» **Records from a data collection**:
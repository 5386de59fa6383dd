use arrow_array::Float64Array;

use crate::algorithm::broadcasting::{broadcast_index, broadcast_len};
use crate::algorithm::native::unary_f64;
use crate::array::{Array2D, Coordinate, DistanceMatrix, Point2D};
use crate::error::Result;
use crate::trait_::Array2DTrait;
use crate::units::Pairing;

/// Output of [`EuclideanDistance`]: a vector for [`Pairing::Aligned`], a matrix for
/// [`Pairing::All`].
#[derive(Debug, Clone, PartialEq)]
pub enum Distances {
    Aligned(Float64Array),
    All(DistanceMatrix),
}

impl Distances {
    pub fn as_aligned(&self) -> Option<&Float64Array> {
        match self {
            Distances::Aligned(arr) => Some(arr),
            Distances::All(_) => None,
        }
    }

    pub fn as_matrix(&self) -> Option<&DistanceMatrix> {
        match self {
            Distances::Aligned(_) => None,
            Distances::All(matrix) => Some(matrix),
        }
    }

    pub fn into_aligned(self) -> Option<Float64Array> {
        match self {
            Distances::Aligned(arr) => Some(arr),
            Distances::All(_) => None,
        }
    }

    pub fn into_matrix(self) -> Option<DistanceMatrix> {
        match self {
            Distances::Aligned(_) => None,
            Distances::All(matrix) => Some(matrix),
        }
    }

    /// The flat values: the vector, or the matrix in row-major order.
    pub fn values(&self) -> &[f64] {
        match self {
            Distances::Aligned(arr) => arr.values().as_ref(),
            Distances::All(matrix) => matrix.values(),
        }
    }
}

pub trait EuclideanDistance<Rhs = Self> {
    /// Straight-line distance between the rows of `self` and the rows of `rhs`.
    ///
    /// With [`Pairing::Aligned`], row `i` of `self` is matched with row `i` of `rhs` and the
    /// result has one value per pair; a single-row operand is matched with every row of the
    /// other one. With [`Pairing::All`], every row of `self` is matched with every row of `rhs`,
    /// producing a `len(self) × len(rhs)` matrix, even when one side has a single row.
    ///
    /// # Errors
    ///
    /// - with [`Pairing::Aligned`], if the row counts differ and neither is one
    ///
    /// # Examples
    ///
    /// ```
    /// use vectorized2d::algorithm::planar::EuclideanDistance;
    /// use vectorized2d::array::Point2D;
    /// use vectorized2d::units::Pairing;
    ///
    /// let a = Point2D::try_from(vec![[0.0, 0.0], [1.0, 1.0]]).unwrap();
    /// let b = Point2D::from_xy(3.0, 4.0);
    ///
    /// let all = a.euclidean_distance(&b, Pairing::All).unwrap().into_matrix().unwrap();
    /// assert_eq!(all.shape(), (2, 1));
    /// assert_eq!(all.value(0, 0), 5.0);
    /// ```
    fn euclidean_distance(&self, rhs: &Rhs, pairing: Pairing) -> Result<Distances>;

    /// Squared straight-line distance, paired up like [`EuclideanDistance::euclidean_distance`].
    fn euclidean_distance_squared(&self, rhs: &Rhs, pairing: Pairing) -> Result<Distances>;
}

fn distance_squared([a1, a2]: [f64; 2], [b1, b2]: [f64; 2]) -> f64 {
    let (d1, d2) = (a1 - b1, a2 - b2);
    d1 * d1 + d2 * d2
}

fn distances<F>(left: &Array2D, right: &Array2D, pairing: Pairing, op: F) -> Result<Distances>
where
    F: Fn(f64) -> f64 + Sync + Send,
{
    let (n, m) = (left.len(), right.len());
    match pairing {
        Pairing::Aligned => {
            let len = broadcast_len(n, m)?;
            Ok(Distances::Aligned(unary_f64(len, |i| {
                op(distance_squared(
                    left.row(broadcast_index(n, i)),
                    right.row(broadcast_index(m, i)),
                ))
            })))
        }
        Pairing::All => {
            let values = unary_f64(n * m, |k| {
                op(distance_squared(left.row(k / m), right.row(k % m)))
            });
            Ok(Distances::All(DistanceMatrix::new(
                values.values().clone(),
                n,
                m,
            )))
        }
    }
}

macro_rules! impl_euclidean_distance {
    ($type:ty) => {
        impl EuclideanDistance for $type {
            fn euclidean_distance(&self, rhs: &Self, pairing: Pairing) -> Result<Distances> {
                distances(self.as_array2d(), rhs.as_array2d(), pairing, f64::sqrt)
            }

            fn euclidean_distance_squared(
                &self,
                rhs: &Self,
                pairing: Pairing,
            ) -> Result<Distances> {
                distances(self.as_array2d(), rhs.as_array2d(), pairing, |d| d)
            }
        }
    };
}

impl_euclidean_distance!(Point2D);
impl_euclidean_distance!(Coordinate);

» **Exercise aim**: Restating all of the data exactly is the whole task.

» **Output of the exercise**:
repository 5386de59fa6383dd
use arrow_array::Float64Array;

use crate::algorithm::broadcasting::{broadcast_index, broadcast_len};
use crate::algorithm::native::unary_f64;
use crate::array::{Array2D, Coordinate, DistanceMatrix, Point2D};
use crate::error::Result;
use crate::trait_::Array2DTrait;
use crate::units::Pairing;

/// Output of [`EuclideanDistance`]: a vector for [`Pairing::Aligned`], a matrix for
/// [`Pairing::All`].
#[derive(Debug, Clone, PartialEq)]
pub enum Distances {
    Aligned(Float64Array),
    All(DistanceMatrix),
}

impl Distances {
    pub fn as_aligned(&self) -> Option<&Float64Array> {
        match self {
            Distances::Aligned(arr) => Some(arr),
            Distances::All(_) => None,
        }
    }

    pub fn as_matrix(&self) -> Option<&DistanceMatrix> {
        match self {
            Distances::Aligned(_) => None,
            Distances::All(matrix) => Some(matrix),
        }
    }

    pub fn into_aligned(self) -> Option<Float64Array> {
        match self {
            Distances::Aligned(arr) => Some(arr),
            Distances::All(_) => None,
        }
    }

    pub fn into_matrix(self) -> Option<DistanceMatrix> {
        match self {
            Distances::Aligned(_) => None,
            Distances::All(matrix) => Some(matrix),
        }
    }

    /// The flat values: the vector, or the matrix in row-major order.
    pub fn values(&self) -> &[f64] {
        match self {
            Distances::Aligned(arr) => arr.values().as_ref(),
            Distances::All(matrix) => matrix.values(),
        }
    }
}

pub trait EuclideanDistance<Rhs = Self> {
    /// Straight-line distance between the rows of `self` and the rows of `rhs`.
    ///
    /// With [`Pairing::Aligned`], row `i` of `self` is matched with row `i` of `rhs` and the
    /// result has one value per pair; a single-row operand is matched with every row of the
    /// other one. With [`Pairing::All`], every row of `self` is matched with every row of `rhs`,
    /// producing a `len(self) × len(rhs)` matrix, even when one side has a single row.
    ///
    /// # Errors
    ///
    /// - with [`Pairing::Aligned`], if the row counts differ and neither is one
    ///
    /// # Examples
    ///
    /// ```
    /// use vectorized2d::algorithm::planar::EuclideanDistance;
    /// use vectorized2d::array::Point2D;
    /// use vectorized2d::units::Pairing;
    ///
    /// let a = Point2D::try_from(vec![[0.0, 0.0], [1.0, 1.0]]).unwrap();
    /// let b = Point2D::from_xy(3.0, 4.0);
    ///
    /// let all = a.euclidean_distance(&b, Pairing::All).unwrap().into_matrix().unwrap();
    /// assert_eq!(all.shape(), (2, 1));
    /// assert_eq!(all.value(0, 0), 5.0);
    /// ```
    fn euclidean_distance(&self, rhs: &Rhs, pairing: Pairing) -> Result<Distances>;

    /// Squared straight-line distance, paired up like [`EuclideanDistance::euclidean_distance`].
    fn euclidean_distance_squared(&self, rhs: &Rhs, pairing: Pairing) -> Result<Distances>;
}

fn distance_squared([a1, a2]: [f64; 2], [b1, b2]: [f64; 2]) -> f64 {
    let (d1, d2) = (a1 - b1, a2 - b2);
    d1 * d1 + d2 * d2
}

fn distances<F>(left: &Array2D, right: &Array2D, pairing: Pairing, op: F) -> Result<Distances>
where
    F: Fn(f64) -> f64 + Sync + Send,
{
    let (n, m) = (left.len(), right.len());
    match pairing {
        Pairing::Aligned => {
            let len = broadcast_len(n, m)?;
            Ok(Distances::Aligned(unary_f64(len, |i| {
                op(distance_squared(
                    left.row(broadcast_index(n, i)),
                    right.row(broadcast_index(m, i)),
                ))
            })))
        }
        Pairing::All => {
            let values = unary_f64(n * m, |k| {
                op(distance_squared(left.row(k / m), right.row(k % m)))
            });
            Ok(Distances::All(DistanceMatrix::new(
                values.values().clone(),
                n,
                m,
            )))
        }
    }
}

macro_rules! impl_euclidean_distance {
    ($type:ty) => {
        impl EuclideanDistance for $type {
            fn euclidean_distance(&self, rhs: &Self, pairing: Pairing) -> Result<Distances> {
                distances(self.as_array2d(), rhs.as_array2d(), pairing, f64::sqrt)
            }

            fn euclidean_distance_squared(
                &self,
                rhs: &Self,
                pairing: Pairing,
            ) -> Result<Distances> {
                distances(self.as_array2d(), rhs.as_array2d(), pairing, |d| d)
            }
        }
    };
}

impl_euclidean_distance!(Point2D);
impl_euclidean_distance!(Coordinate);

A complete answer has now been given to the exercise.